■ **YOUR OBJECTIVE**:
Your output should be the entries below, from the first line up to and including the line with "in-memory output sinks", reproduced exactly and with no other lines.

■ **DATA TO USE**:

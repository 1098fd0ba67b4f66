//! Core of the OML client: the protocol session and everything it is built on.
//!
//! * `session`: lifecycle state machine and the five session operations
//! * `schema`: measurement point schemas and the registry
//! * `types`: field types and tagged values
//! * `protocol`: header and data-line text encoding
//! * `sink`: network, stdout and in-memory output sinks
//! * `settings`: layered resolution of session configuration
//! * `target`: collection URI parsing

pub mod clock;
pub mod error;
pub mod protocol;
pub mod schema;
pub mod session;
pub mod settings;
pub mod sink;
pub mod state;
pub mod target;
pub mod types;
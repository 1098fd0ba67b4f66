//! Session defaults read from the `[client]` section of the configuration file.

use serde::{Deserialize, Serialize};
use validator::Validate;

use crate::core::settings::SessionArgs;

/// Optional defaults for the session arguments.
///
/// Every field is optional; anything left unset here may still be supplied by
/// the `OML_*` environment variables when the session is initialized.
#[derive(Debug, Clone, Default, PartialEq, Eq, Serialize, Deserialize, Validate)]
#[serde(default)]
pub struct ClientConfig {
    #[validate(length(min = 1, message = "Application name must not be empty"))]
    pub app_name: Option<String>,

    pub domain: Option<String>,

    pub node: Option<String>,

    /// Collection URI, `[tcp:]host[:port]`.
    #[validate(length(min = 1, message = "Collection URI must not be empty"))]
    pub collect: Option<String>,
}

impl ClientConfig {
    /// Fills every argument that `args` leaves unset from this section.
    pub fn apply_to(&self, args: SessionArgs) -> SessionArgs {
        SessionArgs {
            app_name: args.app_name.or_else(|| self.app_name.clone()),
            domain: args.domain.or_else(|| self.domain.clone()),
            node: args.node.or_else(|| self.node.clone()),
            collect: args.collect.or_else(|| self.collect.clone()),
        }
    }
}

#[cfg(test)]
mod tests {
    use super::*;

    #[test]
    fn explicit_arguments_take_priority() {
        let file = ClientConfig {
            app_name: Some("fileapp".into()),
            domain: Some("filedomain".into()),
            node: None,
            collect: Some("tcp:file:3003".into()),
        };
        let args = SessionArgs::new("cliapp").collect("tcp:cli:4000");

        let merged = file.apply_to(args);
        assert_eq!(merged.app_name.as_deref(), Some("cliapp"));
        assert_eq!(merged.domain.as_deref(), Some("filedomain"));
        assert_eq!(merged.node, None);
        assert_eq!(merged.collect.as_deref(), Some("tcp:cli:4000"));
    }

    #[test]
    fn empty_strings_fail_validation() {
        let config = ClientConfig {
            app_name: Some(String::new()),
            ..Default::default()
        };
        assert!(config.validate().is_err());
        assert!(ClientConfig::default().validate().is_ok());
    }
}
//! Application configuration for the `oml4rs` binary.
//!
//! The session itself only needs a [`SessionArgs`](crate::core::settings::SessionArgs);
//! this module adds an optional TOML file with logger settings and client
//! defaults. The file is located through `OML4RS_CONFIG` and is entirely
//! optional: without it every section falls back to its defaults.

use std::{
    fs,
    path::{Path, PathBuf},
};

use serde::{Deserialize, Serialize};
use validator::Validate;

use crate::config::{client::ClientConfig, logger::LoggerConfig};

pub mod client;
pub mod logger;

/// Environment variable naming the configuration file.
pub const CONFIG_ENV: &str = "OML4RS_CONFIG";

/// Timestamped messages for use before the tracing subscriber exists.
///
/// They go to stderr: in disabled mode stdout carries protocol output.
#[macro_export]
macro_rules! print_info {
    ($($arg:tt)*) => {
        $crate::config::print_line("INFO", format_args!($($arg)*))
    };
}

#[macro_export]
macro_rules! print_warn {
    ($($arg:tt)*) => {
        $crate::config::print_line("WARN", format_args!($($arg)*))
    };
}

#[macro_export]
macro_rules! print_error {
    ($($arg:tt)*) => {
        $crate::config::print_line("ERROR", format_args!($($arg)*))
    };
}

#[doc(hidden)]
pub fn print_line(level: &str, message: std::fmt::Arguments<'_>) {
    let styled = match level {
        "ERROR" => console::style(level).red(),
        "WARN" => console::style(level).yellow(),
        _ => console::style(level).green(),
    };
    eprintln!("{}  {} {}", console::style(timestamp()).dim(), styled, message);
}

fn timestamp() -> String {
    time::OffsetDateTime::now_utc()
        .format(time::macros::format_description!(
            "[year]-[month]-[day]T[hour]:[minute]:[second].[subsecond digits:6]Z"
        ))
        .unwrap_or_default()
}

/// Errors raised while loading the configuration file.
#[derive(Debug, thiserror::Error)]
pub enum ConfigError {
    /// The file named by `OML4RS_CONFIG` does not exist.
    #[error("Configuration file not found: {0}")]
    NotFound(String),

    #[error("IO error while reading configuration: {0}")]
    IoError(#[from] std::io::Error),

    #[error("Parse error while reading configuration: {0}")]
    ParseError(String),

    #[error("Validation error: {0}")]
    ValidationError(String),
}

/// Top-level configuration file layout.
#[derive(Serialize, Deserialize, Debug, Validate, Clone, Default)]
#[serde(default)]
pub struct Config {
    #[validate(nested)]
    pub logger: LoggerConfig,

    /// Defaults for the session; command-line flags override them.
    #[validate(nested)]
    pub client: ClientConfig,
}

impl Config {
    /// Loads the file named by `OML4RS_CONFIG`, or returns defaults when the
    /// variable is unset.
    ///
    /// # Errors
    ///
    /// Returns a `ConfigError` if the named file is missing, unreadable,
    /// malformed or fails validation.
    pub fn new() -> Result<Self, ConfigError> {
        match Self::config_path() {
            Some(path) => Self::load(&path),
            None => Ok(Config::default()),
        }
    }

    fn config_path() -> Option<PathBuf> {
        let path = std::env::var_os(CONFIG_ENV).map(PathBuf::from)?;
        print_info!("Using config from {}: {}", CONFIG_ENV, path.display());
        Some(path)
    }

    /// Loads and validates configuration from `path`.
    pub fn load(path: &Path) -> Result<Config, ConfigError> {
        if !path.exists() {
            return Err(ConfigError::NotFound(path.display().to_string()));
        }
        let text = fs::read_to_string(path)?;
        Self::from_toml(&text)
    }

    /// Parses and validates configuration from TOML text.
    pub fn from_toml(text: &str) -> Result<Config, ConfigError> {
        let config: Config =
            toml::from_str(text).map_err(|e| ConfigError::ParseError(e.to_string()))?;
        config
            .validate()
            .map_err(|e| ConfigError::ValidationError(e.to_string()))?;
        Ok(config)
    }
}

#[cfg(test)]
mod tests {
    use std::io::Write;

    use super::*;

    #[test]
    fn empty_file_yields_defaults() {
        let config = Config::from_toml("").unwrap();
        assert_eq!(config.logger.level, "info");
        assert!(config.client.app_name.is_none());
    }

    #[test]
    fn sections_are_parsed() {
        let config = Config::from_toml(
            r#"
            [logger]
            level = "debug"

            [client]
            app_name = "bench"
            domain = "exp42"
            collect = "tcp:collector:3003"
            "#,
        )
        .unwrap();

        assert_eq!(config.logger.level, "debug");
        assert_eq!(config.client.app_name.as_deref(), Some("bench"));
        assert_eq!(config.client.domain.as_deref(), Some("exp42"));
        assert_eq!(config.client.collect.as_deref(), Some("tcp:collector:3003"));
    }

    #[test]
    fn invalid_level_fails_validation() {
        let err = Config::from_toml("[logger]\nlevel = \"loud\"\n").unwrap_err();
        assert!(matches!(err, ConfigError::ValidationError(_)));
    }

    #[test]
    fn malformed_toml_is_a_parse_error() {
        let err = Config::from_toml("[logger\nlevel = ").unwrap_err();
        assert!(matches!(err, ConfigError::ParseError(_)));
    }

    #[test]
    fn load_reads_file_from_disk() {
        let mut file = tempfile::NamedTempFile::new().unwrap();
        writeln!(file, "[client]\nnode = \"n1\"").unwrap();

        let config = Config::load(file.path()).unwrap();
        assert_eq!(config.client.node.as_deref(), Some("n1"));
    }

    #[test]
    fn timestamp_is_utc_with_microseconds() {
        let stamp = timestamp();
        assert_eq!(stamp.len(), "2026-01-01T00:00:00.000000Z".len());
        assert_eq!(&stamp[10..11], "T");
        assert!(stamp.ends_with('Z'));
    }

    #[test]
    fn load_reports_missing_file() {
        let err = Config::load(Path::new("/nonexistent/oml4rs.toml")).unwrap_err();
        assert!(matches!(err, ConfigError::NotFound(_)));
    }
}
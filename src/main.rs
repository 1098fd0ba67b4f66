use std::{process, time::Duration};

use clap::Parser;
use oml4rs::{
    config::Config,
    core::settings::ENV_NAME,
    logger::LoggerManager,
    oml_values, print_error, Environment, MetadataSubject, Session, SessionArgs,
};
use tracing::{debug, error, info, warn};

/// Application name used when none is given anywhere else.
const DEFAULT_APP: &str = "oml4rsSimpleExample";

/// Streams sine and cosine samples to an OML collection endpoint.
///
/// Without `--oml-collect` (or `OML_COLLECT`) the protocol text is printed
/// to stdout instead.
#[derive(Debug, Parser)]
#[command(name = "oml4rs", version, about)]
struct Cli {
    /// Application name (falls back to the config file, then OML_NAME)
    #[arg(long = "oml-app")]
    app: Option<String>,

    /// Node identifier (falls back to OML_ID)
    #[arg(long = "oml-id")]
    id: Option<String>,

    /// Experimental domain (falls back to OML_DOMAIN)
    #[arg(long = "oml-domain")]
    domain: Option<String>,

    /// Collection URI, [tcp:]host[:port] (falls back to OML_COLLECT)
    #[arg(long = "oml-collect")]
    collect: Option<String>,

    /// Number of samples per measurement point
    #[arg(long, default_value_t = 5)]
    samples: u32,

    /// Delay between samples, in milliseconds
    #[arg(long, default_value_t = 500)]
    interval_ms: u64,
}

impl Cli {
    fn session_args(&self) -> SessionArgs {
        SessionArgs {
            app_name: self.app.clone(),
            domain: self.domain.clone(),
            node: self.id.clone(),
            collect: self.collect.clone(),
        }
    }
}

/// Angle in degrees of sample `i`, cycling through one full turn.
fn sample_angle(i: u32) -> i32 {
    15 * (i % 24) as i32
}

async fn run_samples(session: &mut Session, samples: u32, interval: Duration) -> oml4rs::Result<()> {
    session
        .inject_metadata(
            MetadataSubject::Field {
                point: "SinMP",
                field: "angle",
            },
            "unit",
            "degrees",
        )
        .await?;

    for i in 0..samples {
        tokio::time::sleep(interval).await;
        let angle = sample_angle(i);
        let radians = f64::from(angle).to_radians();
        let label = format!("label_{}", angle);

        session
            .inject("SinMP", &oml_values![label.as_str(), angle, radians.sin()])
            .await?;
        session
            .inject("CosMP", &oml_values![label, radians.cos()])
            .await?;
        debug!("Sample {} injected", i);
    }
    Ok(())
}

#[tokio::main]
async fn main() -> Result<(), Box<dyn std::error::Error>> {
    let cli = Cli::parse();

    let cfg = Config::new().unwrap_or_else(|e| {
        print_error!("{}", e);
        process::exit(1);
    });
    let logger_manager = LoggerManager::new(cfg.logger.clone()).unwrap_or_else(|e| {
        print_error!("Failed to setup Log Manager: {}", e);
        process::exit(1);
    });
    logger_manager.init().unwrap_or_else(|e| {
        print_error!("Failed to init Log Manager: {}", e);
        process::exit(1);
    });
    info!("Starting oml4rs version {}...", env!("CARGO_PKG_VERSION"));

    let env = Environment::capture();
    let mut args = cfg.client.apply_to(cli.session_args());
    if args.app_name.is_none() && env.get(ENV_NAME).is_none() {
        args.app_name = Some(DEFAULT_APP.to_string());
    }

    let mut session = Session::with_environment(args, &env).unwrap_or_else(|e| {
        error!("Failed to initialize session: {}", e);
        process::exit(1);
    });
    session.add_mp("SinMP", "label:string angle:int32 value:double")?;
    session.add_mp("CosMP", "label:string value:double")?;

    if let Err(e) = session.start().await {
        error!("Failed to start session: {}", e);
        process::exit(1);
    }

    let interval = Duration::from_millis(cli.interval_ms);
    let outcome = tokio::select! {
        result = run_samples(&mut session, cli.samples, interval) => result,
        _ = tokio::signal::ctrl_c() => {
            warn!("Received Ctrl+C, closing session early");
            Ok(())
        }
    };

    let closed = session.close().await;
    outcome?;
    closed?;
    info!("Shutdown complete");
    Ok(())
}
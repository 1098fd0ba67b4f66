//! Error type for every session operation.
//!
//! Each variant maps to one failure kind of the protocol session. Nothing is
//! retried or swallowed inside the crate: the operation that hit the condition
//! returns it to the caller and leaves the session unchanged.

use thiserror::Error;

use super::state::SessionState;

/// The unified error type for OML session operations.
#[derive(Debug, Error)]
pub enum OmlError {
    /// Missing or malformed configuration (application name, target URI, port).
    #[error("Configuration error: {0}")]
    Config(String),

    /// The collection target names a scheme other than `tcp`.
    #[error("Unsupported collection scheme '{0}', only 'tcp' is supported")]
    UnsupportedScheme(String),

    /// A schema token names a type outside the supported set.
    #[error("Unsupported type '{type_name}' for field '{field}'")]
    UnsupportedType { field: String, type_name: String },

    /// A schema string could not be parsed into `name:type` fields.
    #[error("Invalid schema for '{point}': {reason}")]
    InvalidSchema { point: String, reason: String },

    /// A measurement point with this name is already registered.
    #[error("Measurement point '{0}' is already declared")]
    DuplicateSchema(String),

    /// The operation is not allowed in the current lifecycle state.
    #[error("{operation}() is not allowed while the session is {state}")]
    ProtocolState {
        operation: &'static str,
        state: SessionState,
    },

    /// Injection into a measurement point that was never declared.
    #[error("Unknown measurement point '{0}'")]
    UnknownMeasurementPoint(String),

    /// Metadata addressed a field that the measurement point does not have.
    #[error("Field '{field}' not found in measurement point '{point}'")]
    UnknownField { point: String, field: String },

    /// A value tuple does not match the declared schema.
    #[error("Type mismatch on '{field}': {reason}")]
    TypeMismatch { field: String, reason: String },

    /// The outbound connection could not be established at start.
    #[error("Could not connect to collection endpoint {target}")]
    Connection {
        target: String,
        #[source]
        source: std::io::Error,
    },

    /// Writing to an established sink failed.
    #[error("Transport error: {0}")]
    Transport(#[source] std::io::Error),
}

impl OmlError {
    pub(crate) fn mismatch(field: impl Into<String>, reason: impl Into<String>) -> Self {
        OmlError::TypeMismatch {
            field: field.into(),
            reason: reason.into(),
        }
    }
}

/// Result alias used throughout the session API.
pub type Result<T> = std::result::Result<T, OmlError>;
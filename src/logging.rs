use std::io;
use tracing_subscriber::EnvFilter;

/// Environment variable holding the log filter, e.g. `BFSTEP_LOG=bfstep::engine=trace`.
pub const LOG_ENV: &str = "BFSTEP_LOG";

/// Install the global stderr subscriber. Program output owns stdout, so logs
/// never go there. Safe to call more than once; later calls are ignored.
pub fn init() {
    let filter = EnvFilter::try_from_env(LOG_ENV).unwrap_or_else(|_| EnvFilter::new("warn"));
    let _ = tracing_subscriber::fmt()
        .with_env_filter(filter)
        .with_writer(io::stderr)
        .with_target(true)
        .without_time()
        .try_init();
}
pub const HELP: &str = r#"Commands:
  load PATH      Compile the file at PATH and make it the current program
  code SOURCE    Compile SOURCE (rest of the line) as the current program
  run            Run until the program finishes or hits a breakpoint (debug on)
  step [N]       Execute N instructions (default 1)
  break N        Set a breakpoint at instruction N
  clear N        Remove the breakpoint at instruction N
  debug on|off   Honour breakpoints during run/step
  peek           Show the current cell
  tape           Show the cells around the tape pointer
  list           Show the compiled instructions
  status         Show the program cursor, step count and breakpoints
  reset          Restart the program with a fresh tape (breakpoints are kept)
  help           Show this help
  exit           Leave the shell"#;

/// Errors reported by the shell. None of them end the session.
#[derive(Debug, thiserror::Error)]
pub enum ShellError {
    #[error("Unknown command '{0}' (try 'help')")]
    UnknownCommand(String),

    #[error("'{command}' needs {what}")]
    MissingArgument { command: &'static str, what: &'static str },

    #[error("'{0}' is not a valid number")]
    InvalidNumber(String),

    #[error("'{0}' is not on/off")]
    InvalidToggle(String),

    #[error("No program loaded (use 'load PATH' or 'code SOURCE')")]
    NoProgram,

    #[error("failed to read {path}: {source}")]
    Load {
        path: String,
        #[source]
        source: io::Error,
    },

    #[error("{error}")]
    Compile {
        code: String,
        #[source]
        error: CompileError,
    },

    #[error(transparent)]
    Engine(#[from] EngineError),

    #[error(transparent)]
    Breakpoint(#[from] BreakpointError),
}

/// What the loop should do after a command.
#[derive(Debug, Clone, Copy, PartialEq, Eq)]
pub enum Control {
    Continue,
    Exit,
}

/// Debugger state carried between commands.
pub struct Session {
    engine: Option<Engine>,
    initial_cells: usize,
    debug_mode: bool,
    output: Option<Rc<dyn Fn(u8)>>,
    input: Option<Rc<dyn Fn() -> Option<u8>>>,
}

■ **EXERCISE RESULT**:
repository 1098fd0ba67b4f66
//! Core of the OML client: the protocol session and everything it is built on.
//!
//! * `session`: lifecycle state machine and the five session operations
//! * `schema`: measurement point schemas and the registry
//! * `types`: field types and tagged values
//! * `protocol`: header and data-line text encoding
//! * `sink`: network, stdout and in-memory output sinks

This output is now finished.